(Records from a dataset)

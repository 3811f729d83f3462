//! Pre-trained classifier artifact and the seam the prediction service calls
//! through.

use crate::features::{FeatureRow, Preprocessor, COLUMNS, FEATURE_SCHEMA_VERSION};
use linfa::prelude::*;
use linfa_logistic::FittedLogisticRegression;
use serde::{Deserialize, Serialize};
use std::fs;
use std::path::{Path, PathBuf};
use thiserror::Error;

#[derive(Debug, Error)]
pub enum ClassifierError {
    #[error("failed to read classifier artifact {path}: {source}")]
    Io {
        path: PathBuf,
        #[source]
        source: std::io::Error,
    },

    #[error("failed to decode classifier artifact: {0}")]
    Decode(#[from] serde_json::Error),

    #[error("artifact schema version {found} does not match expected version {expected}")]
    SchemaVersion { expected: u32, found: u32 },

    #[error("artifact columns do not match the feature contract: {0}")]
    Columns(String),

    #[error("encoded width {encoded} does not match the model's {model} coefficients")]
    Width { encoded: usize, model: usize },

    #[error("classifier produced no output")]
    EmptyOutput,

    #[error("classifier produced a non-finite probability")]
    NonFinite,

    #[error("classifier failed: {0}")]
    Inference(String),
}

/// Raw classifier answer for one row.
#[derive(Debug, Clone, Copy, PartialEq)]
pub struct ClassScore {
    /// Whether the positive ("passed") class won.
    pub positive: bool,
    /// Confidence of the winning class, in [0.5, 1] for a binary model.
    pub confidence: f64,
}

pub trait Classifier: Send + Sync {
    fn name(&self) -> &str;

    fn classify(&self, row: &FeatureRow) -> Result<ClassScore, ClassifierError>;
}

/// On-disk form of the trained model, as written by the training script.
#[derive(Debug, Clone, Serialize, Deserialize)]
pub struct ModelArtifact {
    pub schema_version: u32,
    pub columns: Vec<String>,
    pub preprocessor: Preprocessor,
    pub model: FittedLogisticRegression<f64, bool>,
}

impl ModelArtifact {
    /// Wraps a fitted model, stamped with the current feature contract.
    pub fn new(preprocessor: Preprocessor, model: FittedLogisticRegression<f64, bool>) -> Self {
        Self {
            schema_version: FEATURE_SCHEMA_VERSION,
            columns: COLUMNS.iter().map(|c| c.to_string()).collect(),
            preprocessor,
            model,
        }
    }

    pub fn from_json(raw: &str) -> Result<Self, ClassifierError> {
        let artifact: ModelArtifact = serde_json::from_str(raw)?;
        artifact.validate()?;
        Ok(artifact)
    }

    pub fn load(path: &Path) -> Result<Self, ClassifierError> {
        let raw = fs::read_to_string(path).map_err(|source| ClassifierError::Io {
            path: path.to_path_buf(),
            source,
        })?;
        Self::from_json(&raw)
    }

    pub fn save(&self, path: &Path) -> Result<(), ClassifierError> {
        let raw = serde_json::to_string_pretty(self)?;
        fs::write(path, raw).map_err(|source| ClassifierError::Io {
            path: path.to_path_buf(),
            source,
        })
    }

    pub fn validate(&self) -> Result<(), ClassifierError> {
        if self.schema_version != FEATURE_SCHEMA_VERSION {
            return Err(ClassifierError::SchemaVersion {
                expected: FEATURE_SCHEMA_VERSION,
                found: self.schema_version,
            });
        }
        if self.columns != COLUMNS {
            return Err(ClassifierError::Columns(format!(
                "artifact declares {:?}, expected {:?}",
                self.columns, COLUMNS
            )));
        }
        self.preprocessor
            .check_columns()
            .map_err(ClassifierError::Columns)?;

        let encoded = self.preprocessor.width();
        let model = self.model.params().len();
        if encoded != model {
            return Err(ClassifierError::Width { encoded, model });
        }
        Ok(())
    }
}

/// Logistic regression classifier backed by a validated artifact.
#[derive(Debug, Clone)]
pub struct LogisticClassifier {
    artifact: ModelArtifact,
}

impl LogisticClassifier {
    pub fn from_artifact(artifact: ModelArtifact) -> Result<Self, ClassifierError> {
        artifact.validate()?;
        Ok(Self { artifact })
    }

    pub fn load(path: &Path) -> Result<Self, ClassifierError> {
        Ok(Self {
            artifact: ModelArtifact::load(path)?,
        })
    }

    pub fn artifact(&self) -> &ModelArtifact {
        &self.artifact
    }
}

impl Classifier for LogisticClassifier {
    fn name(&self) -> &str {
        "logistic-regression"
    }

    fn classify(&self, row: &FeatureRow) -> Result<ClassScore, ClassifierError> {
        let features = self.artifact.preprocessor.encode(std::slice::from_ref(row));
        if features.ncols() != self.artifact.model.params().len() {
            return Err(ClassifierError::Width {
                encoded: features.ncols(),
                model: self.artifact.model.params().len(),
            });
        }

        let prediction = self.artifact.model.predict(&features);
        let probabilities = self.artifact.model.predict_probabilities(&features);

        let positive = *prediction.get(0).ok_or(ClassifierError::EmptyOutput)?;
        let probability = *probabilities.get(0).ok_or(ClassifierError::EmptyOutput)?;
        if !probability.is_finite() {
            return Err(ClassifierError::NonFinite);
        }

        // Binary model: the winning class holds the larger share.
        let probability = probability.clamp(0.0, 1.0);
        Ok(ClassScore {
            positive,
            confidence: probability.max(1.0 - probability),
        })
    }
}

__Instructions to follow__: Reprint the data above from the opening line to the line holding "pub trait Classifier: Send", inclusive, and nothing else.

__Completed exercise__:
repository 3811f729d83f3462
//! Pre-trained classifier artifact and the seam the prediction service calls
//! through.

use crate::features::{FeatureRow, Preprocessor, COLUMNS, FEATURE_SCHEMA_VERSION};
use linfa::prelude::*;
use linfa_logistic::FittedLogisticRegression;
use serde::{Deserialize, Serialize};
use std::fs;
use std::path::{Path, PathBuf};
use thiserror::Error;

#[derive(Debug, Error)]
pub enum ClassifierError {
    #[error("failed to read classifier artifact {path}: {source}")]
    Io {
        path: PathBuf,
        #[source]
        source: std::io::Error,
    },

    #[error("failed to decode classifier artifact: {0}")]
    Decode(#[from] serde_json::Error),

    #[error("artifact schema version {found} does not match expected version {expected}")]
    SchemaVersion { expected: u32, found: u32 },

    #[error("artifact columns do not match the feature contract: {0}")]
    Columns(String),

    #[error("encoded width {encoded} does not match the model's {model} coefficients")]
    Width { encoded: usize, model: usize },

    #[error("classifier produced no output")]
    EmptyOutput,

    #[error("classifier produced a non-finite probability")]
    NonFinite,

    #[error("classifier failed: {0}")]
    Inference(String),
}

/// Raw classifier answer for one row.
#[derive(Debug, Clone, Copy, PartialEq)]
pub struct ClassScore {
    /// Whether the positive ("passed") class won.
    pub positive: bool,
    /// Confidence of the winning class, in [0.5, 1] for a binary model.
    pub confidence: f64,
}

pub trait Classifier: Send + Sync {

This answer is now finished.